3.6.17 Persistent Storage

An opt-in data persistence feature is available in Tails 0.11 and newer. See persistence for details.

3.6.18 Installation on USB sticks and SD cards

An easy (read: not command-line based) way to install and upgrade Tails on USB sticks and SD cards is available in Tails 0.11 and newer. SD cards readers wired via SDIO are supported since Tails 0.21. See installation for details.

3.6.19 Wireless devices handling

Tails puts the wireless devices in a sensible state at boot time.

At boot time, Tails unblocks Wi-Fi, WWAN and WiMAX radios and soft-blocks all other kinds of wireless devices (e.g. Bluetooth, UWB, GPS, FM).

3.6.20 OpenSSH

The OpenSSH client is configured to use the Tor SOCKS proxy.

3.6.21 Automatic upgrades

When a Tails release is out, Tails users are proposed to download and apply a partial upgrade (that is, only what has changed between two releases). See upgrades for details.

3.6.22 Panel applets and GNOME Shell extensions

Tails ships a few custom GNOME panel applets and GNOME Shell extensions.

The status-menu-helper GNOME Shell extension provides two-clicks shutdown and restart actions, as well as screen locking.
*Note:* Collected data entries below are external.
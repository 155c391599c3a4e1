use std::time::Duration;

use anyhow::Context;
use appctl_common::config::Config;
use appctl_common::error::ApiError;
use async_trait::async_trait;
use reqwest::header::{ACCEPT, HeaderMap, RETRY_AFTER};
use reqwest::{Client, Url};

use crate::sender::{ApiRequest, ApiResponse, Transport};

pub const IDEMPOTENCY_KEY_HEADER: &str = "Idempotency-Key";
const USER_AGENT: &str = concat!("appctl/", env!("CARGO_PKG_VERSION"));
const CONNECT_TIMEOUT: Duration = Duration::from_secs(10);

/// [`Transport`] backed by a `reqwest` client and a fixed base URL.
pub struct HttpTransport {
    client: Client,
    base_url: Url,
}

impl HttpTransport {
    pub fn new(base_url: &str, timeout: Duration) -> anyhow::Result<Self> {
        let client = Client::builder()
            .user_agent(USER_AGENT)
            .timeout(timeout)
            .connect_timeout(CONNECT_TIMEOUT.min(timeout))
            .build()
            .context("failed to create HTTP client")?;

        Ok(Self {
            client,
            base_url: parse_base_url(base_url)?,
        })
    }

    pub fn from_config(cfg: &Config) -> anyhow::Result<Self> {
        Self::new(&cfg.api_url, cfg.timeout)
    }

    pub fn base_url(&self) -> &Url {
        &self.base_url
    }

    fn resolve(&self, path: &str) -> Result<Url, ApiError> {
        self.base_url
            .join(path.trim_start_matches('/'))
            .map_err(|e| ApiError::Encode(format!("invalid resource path '{path}': {e}")))
    }
}

#[async_trait]
impl Transport for HttpTransport {
    async fn execute(&self, request: &ApiRequest) -> Result<ApiResponse, ApiError> {
        let url = self.resolve(&request.path)?;
        let mut builder = self
            .client
            .request(request.method.clone(), url)
            .header(ACCEPT, "application/json");

        if let Some(key) = &request.idempotency_key {
            builder = builder.header(IDEMPOTENCY_KEY_HEADER, key);
        }
        if let Some(body) = &request.body {
            builder = builder.json(body);
        }

        let response = builder.send().await.map_err(from_reqwest)?;
        let status = response.status().as_u16();
        let retry_after = parse_retry_after(response.headers());
        let body = response.text().await.map_err(from_reqwest)?;

        Ok(ApiResponse {
            status,
            body,
            retry_after,
        })
    }
}

/// Relative paths only join below the base when it ends with `/`.
fn parse_base_url(raw: &str) -> anyhow::Result<Url> {
    let mut normalized = raw.trim().to_string();
    if !normalized.ends_with('/') {
        normalized.push('/');
    }
    let url = Url::parse(&normalized).with_context(|| format!("invalid API url '{raw}'"))?;
    anyhow::ensure!(
        matches!(url.scheme(), "http" | "https"),
        "unsupported API url scheme '{}'",
        url.scheme()
    );
    Ok(url)
}

// Only the delta-seconds form is honoured.
fn parse_retry_after(headers: &HeaderMap) -> Option<Duration> {
    headers
        .get(RETRY_AFTER)?
        .to_str()
        .ok()?
        .trim()
        .parse::<u64>()
        .ok()
        .map(Duration::from_secs)
}

fn from_reqwest(err: reqwest::Error) -> ApiError {
    if err.is_timeout() {
        ApiError::Timeout
    } else if err.is_decode() {
        ApiError::Decode(err.to_string())
    } else {
        ApiError::Network(err.to_string())
    }
}
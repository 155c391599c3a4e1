use std::time::Duration;

use appctl_common::config::Config;
use appctl_common::error::ApiError;
use async_trait::async_trait;
use tracing::{debug, warn};
use uuid::Uuid;

use super::{ApiRequest, ApiResponse, RequestSender, Transport};

const BACKOFF_FACTOR: u32 = 2;
const MAX_JITTER: f64 = 0.1;

/// How often and how patiently a request is repeated.
#[derive(Debug, Clone, PartialEq)]
pub struct RetryPolicy {
    /// Total attempts including the first one. Zero is treated as one.
    pub max_attempts: u32,
    pub base_delay: Duration,
    pub max_delay: Duration,
}

impl Default for RetryPolicy {
    fn default() -> Self {
        Self {
            max_attempts: 3,
            base_delay: Duration::from_millis(250),
            max_delay: Duration::from_secs(5),
        }
    }
}

impl From<&Config> for RetryPolicy {
    fn from(cfg: &Config) -> Self {
        Self {
            max_attempts: cfg.retries,
            ..Self::default()
        }
    }
}

impl RetryPolicy {
    /// Delay to wait after `attempt` (1-based) failed.
    ///
    /// A server supplied `Retry-After` wins over the exponential schedule,
    /// both are capped at `max_delay`.
    pub fn delay_for(&self, attempt: u32, retry_after: Option<Duration>) -> Duration {
        if let Some(hint) = retry_after {
            return hint.min(self.max_delay);
        }

        let exponent = attempt.saturating_sub(1);
        let backoff = self
            .base_delay
            .saturating_mul(BACKOFF_FACTOR.saturating_pow(exponent));
        let jitter = backoff
            .min(self.max_delay)
            .mul_f64(rand::random::<f64>() * MAX_JITTER);

        backoff.saturating_add(jitter).min(self.max_delay)
    }

    fn attempts(&self) -> u32 {
        self.max_attempts.max(1)
    }
}

/// [`RequestSender`] that repeats transient failures according to a [`RetryPolicy`].
pub struct RetryingSender<T> {
    transport: T,
    policy: RetryPolicy,
}

impl<T: Transport> RetryingSender<T> {
    pub fn new(transport: T, policy: RetryPolicy) -> Self {
        Self { transport, policy }
    }

    pub fn policy(&self) -> &RetryPolicy {
        &self.policy
    }

    async fn attempt(&self, request: &ApiRequest) -> Result<ApiResponse, ApiError> {
        let response = self.transport.execute(request).await?;
        if response.is_success() {
            Ok(response)
        } else {
            Err(response.into_error())
        }
    }
}

#[async_trait]
impl<T: Transport> RequestSender for RetryingSender<T> {
    async fn send(&self, mut request: ApiRequest) -> Result<ApiResponse, ApiError> {
        if request.idempotency_key.is_none() && request.needs_idempotency_key() {
            request.idempotency_key = Some(Uuid::new_v4().to_string());
        }

        let max_attempts = self.policy.attempts();
        let mut attempt: u32 = 0;

        loop {
            attempt += 1;
            let err = match self.attempt(&request).await {
                Ok(response) => return Ok(response),
                Err(err) => err,
            };

            if !err.is_retryable() {
                return Err(err);
            }

            if attempt >= max_attempts {
                if max_attempts > 1 {
                    warn!(
                        method = %request.method,
                        path = %request.path,
                        "giving up after {attempt} attempts: {err}"
                    );
                }
                return Err(err);
            }

            let delay = self.policy.delay_for(attempt, err.retry_after());
            debug!(
                method = %request.method,
                path = %request.path,
                "attempt {attempt}/{max_attempts} failed ({err}), retrying in {}ms",
                delay.as_millis()
            );
            tokio::time::sleep(delay).await;
        }
    }
}
#![cfg(test)]
//! Throwaway HTTP/1.1 server that plays back scripted responses and records
//! every request it receives.

use std::collections::{HashMap, VecDeque};
use std::sync::{Arc, Mutex};

use tokio::io::{AsyncReadExt, AsyncWriteExt};
use tokio::net::{TcpListener, TcpStream};

#[derive(Debug, Clone)]
pub struct Recorded {
    pub method: String,
    pub path: String,
    pub headers: HashMap<String, String>,
    pub body: String,
}

#[derive(Debug, Clone)]
pub struct Reply {
    pub status: u16,
    pub body: String,
    pub headers: Vec<(String, String)>,
}

impl Reply {
    pub fn new(status: u16, body: &str) -> Self {
        Self {
            status,
            body: body.to_string(),
            headers: Vec::new(),
        }
    }

    pub fn with_header(mut self, name: &str, value: &str) -> Self {
        self.headers.push((name.to_string(), value.to_string()));
        self
    }
}

pub struct TestServer {
    pub base_url: String,
    recorded: Arc<Mutex<Vec<Recorded>>>,
}

impl TestServer {
    pub async fn start(replies: Vec<Reply>) -> anyhow::Result<Self> {
        let listener = TcpListener::bind("127.0.0.1:0").await?;
        let addr = listener.local_addr()?;
        let recorded = Arc::new(Mutex::new(Vec::new()));
        let replies = Arc::new(Mutex::new(VecDeque::from(replies)));

        let recorded_ref = recorded.clone();
        tokio::spawn(async move {
            while let Ok((stream, _)) = listener.accept().await {
                let recorded = recorded_ref.clone();
                let replies = replies.clone();
                tokio::spawn(async move {
                    let _ = handle(stream, recorded, replies).await;
                });
            }
        });

        Ok(Self {
            base_url: format!("http://{addr}/management/v1/"),
            recorded,
        })
    }

    pub fn requests(&self) -> Vec<Recorded> {
        self.recorded.lock().unwrap().clone()
    }
}

async fn handle(
    mut stream: TcpStream,
    recorded: Arc<Mutex<Vec<Recorded>>>,
    replies: Arc<Mutex<VecDeque<Reply>>>,
) -> anyhow::Result<()> {
    let request = read_request(&mut stream).await?;
    recorded.lock().unwrap().push(request);

    let reply = replies
        .lock()
        .unwrap()
        .pop_front()
        .unwrap_or_else(|| Reply::new(500, "no reply scripted"));

    let mut head = format!(
        "HTTP/1.1 {} Scripted\r\nContent-Type: application/json\r\nContent-Length: {}\r\nConnection: close\r\n",
        reply.status,
        reply.body.len()
    );
    for (name, value) in &reply.headers {
        head.push_str(&format!("{name}: {value}\r\n"));
    }
    head.push_str("\r\n");

    stream.write_all(head.as_bytes()).await?;
    stream.write_all(reply.body.as_bytes()).await?;
    stream.shutdown().await?;
    Ok(())
}

async fn read_request(stream: &mut TcpStream) -> anyhow::Result<Recorded> {
    let mut buf: Vec<u8> = Vec::new();
    let mut chunk = [0u8; 1024];

    let header_end = loop {
        let n = stream.read(&mut chunk).await?;
        anyhow::ensure!(n > 0, "connection closed before headers");
        buf.extend_from_slice(&chunk[..n]);
        if let Some(pos) = buf.windows(4).position(|w| w == b"\r\n\r\n") {
            break pos + 4;
        }
    };

    let head = String::from_utf8_lossy(&buf[..header_end]).to_string();
    let mut lines = head.split("\r\n");
    let request_line = lines.next().unwrap_or_default();
    let mut parts = request_line.split_whitespace();
    let method = parts.next().unwrap_or_default().to_string();
    let path = parts.next().unwrap_or_default().to_string();

    let headers: HashMap<String, String> = lines
        .filter_map(|line| line.split_once(':'))
        .map(|(k, v)| (k.trim().to_ascii_lowercase(), v.trim().to_string()))
        .collect();

    let content_length: usize = headers
        .get("content-length")
        .and_then(|v| v.parse().ok())
        .unwrap_or(0);

    while buf.len() < header_end + content_length {
        let n = stream.read(&mut chunk).await?;
        anyhow::ensure!(n > 0, "connection closed before body");
        buf.extend_from_slice(&chunk[..n]);
    }

    let body = String::from_utf8_lossy(&buf[header_end..header_end + content_length]).to_string();

    Ok(Recorded {
        method,
        path,
        headers,
        body,
    })
}
#![cfg(test)]
use std::time::Duration;

use appctl_common::error::ApiError;
use appctl_core::application;
use appctl_core::network::http::HttpTransport;
use appctl_core::sender::{RetryPolicy, RetryingSender};

use crate::server::{Reply, TestServer};

fn sender_for(server: &TestServer, max_attempts: u32) -> RetryingSender<HttpTransport> {
    let transport = HttpTransport::new(&server.base_url, Duration::from_secs(5))
        .expect("transport for local server");
    let policy = RetryPolicy {
        max_attempts,
        base_delay: Duration::from_millis(1),
        max_delay: Duration::from_millis(10),
    };
    RetryingSender::new(transport, policy)
}

/// Creating a pure application posts the backend type code and returns the assigned id.
#[tokio::test]
async fn create_posts_to_applications_collection() {
    let server = TestServer::start(vec![Reply::new(201, r#"{"id":"app-1","name":"MyApp"}"#)])
        .await
        .unwrap();
    let sender = sender_for(&server, 3);

    let id = application::create_application("MyApp", "pure", &sender).await;

    assert_eq!(id, Ok("app-1".to_string()));

    let requests = server.requests();
    assert_eq!(requests.len(), 1);
    let request = &requests[0];
    assert_eq!(request.method, "POST");
    assert_eq!(request.path, "/management/v1/applications");
    assert_eq!(
        request.headers.get("content-type").map(String::as_str),
        Some("application/json")
    );
    assert!(
        request
            .headers
            .get("user-agent")
            .is_some_and(|ua| ua.starts_with("appctl/"))
    );
    assert!(request.headers.contains_key("idempotency-key"));

    let body: serde_json::Value = serde_json::from_str(&request.body).unwrap();
    assert_eq!(body, serde_json::json!({ "name": "MyApp", "type": "phe" }));
}

#[tokio::test]
async fn transient_server_errors_are_retried_with_one_key() {
    let server = TestServer::start(vec![
        Reply::new(503, ""),
        Reply::new(429, r#"{"message":"slow down"}"#).with_header("Retry-After", "0"),
        Reply::new(201, r#"{"id":"app-2"}"#),
    ])
    .await
    .unwrap();
    let sender = sender_for(&server, 3);

    let id = application::create_application("MyApp", "e2ee", &sender).await;

    assert_eq!(id, Ok("app-2".to_string()));

    let requests = server.requests();
    assert_eq!(requests.len(), 3);
    let keys: Vec<&String> = requests
        .iter()
        .map(|r| &r.headers["idempotency-key"])
        .collect();
    assert!(keys.windows(2).all(|pair| pair[0] == pair[1]));
    assert!(requests.iter().all(|r| r.body.contains(r#""type":"pki""#)));
}

#[tokio::test]
async fn client_errors_are_not_retried() {
    let server = TestServer::start(vec![Reply::new(
        422,
        r#"{"code":42200,"message":"name is invalid"}"#,
    )])
    .await
    .unwrap();
    let sender = sender_for(&server, 3);

    let result = application::create_application("", "e2ee", &sender).await;

    assert_eq!(
        result,
        Err(ApiError::status(422, "name is invalid (code 42200)"))
    );
    assert_eq!(server.requests().len(), 1);
}

#[tokio::test]
async fn exhausted_retries_return_last_status() {
    let server = TestServer::start(vec![
        Reply::new(502, "upstream down"),
        Reply::new(502, "upstream still down"),
    ])
    .await
    .unwrap();
    let sender = sender_for(&server, 2);

    let result = application::create_application("MyApp", "e2ee", &sender).await;

    assert_eq!(result, Err(ApiError::status(502, "upstream still down")));
    assert_eq!(server.requests().len(), 2);
}

#[tokio::test]
async fn success_without_body_is_an_empty_response() {
    let server = TestServer::start(vec![Reply::new(200, "")]).await.unwrap();
    let sender = sender_for(&server, 1);

    let result = application::create_application("MyApp", "pure", &sender).await;

    assert_eq!(result, Err(ApiError::EmptyResponse));
}

#[tokio::test]
async fn unreachable_server_is_a_network_error() {
    let transport = HttpTransport::new("http://127.0.0.1:1/", Duration::from_secs(2)).unwrap();
    let sender = RetryingSender::new(
        transport,
        RetryPolicy {
            max_attempts: 2,
            base_delay: Duration::ZERO,
            max_delay: Duration::ZERO,
        },
    );

    let result = application::create_application("MyApp", "pure", &sender).await;

    assert!(matches!(result, Err(ApiError::Network(_))), "{result:?}");
}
3.6.23 DHCP hostname leaks

We patch NetworkManager so its DHCP client does not send the hostname in DHCP requests, until GNOME bug #768076 is fixed.

3.6.25 Application isolation

Tails has some minimal application isolation to mitigate a bit the consequences of security issues in individual applications being exploited by attackers.

3.6.26 wget

We wrap wget with torsocks, after unsetting the http_proxy environment variable and friends, so that it talks directly to the Tor SOCKS port.

3.6.27 APT

During most of the ISO build process, APT uses the proxy configured through live-build (that is, usually a local apt-cacher-ng).

However, at boot time, a hook does (a more elaborate version of) s,http://,tor+http:// in APT sources. Then, APT will use the tor+http method, that is provided by apt-transport-tor.

3.6.28 Electrum

We install the Electrum Bitcoin client and the default configuration tells it to use the default of Tor's SOCKSPort:s, and sync the necessary parts of the Bitcoin blockchain (as a lightweight client) from the default server pool using SSL.

There is also a feature of the Persistent Storage for the live user's .electrum configuration folder, which stores the Bitcoin wallet, application preferences and the cached Bitcoin blockchain.

3.6.29 Kernel hardening

A lot of security features have been implemented upstream at the kernel level (ASLR, removal of /dev/kmem, /dev/mem protections, various stack and heap hardening features, /proc or /sys not leaking sensitive information, etc.), most of them being slowly integrated into Debian. This is the reason why the Tails kernel has only a few more security features enabled than the stock Debian kernel.

We pass a few kernel parameters on the boot command line and /proc/sys to increase security at little to no cost.

See #11143 and #10951 for the discussion that lead to this choice of parameters. Most of what follows come straight from what "cypherpunks" wrote there.

init_on_free=1

Fill freed pages and heap objects with zeroes.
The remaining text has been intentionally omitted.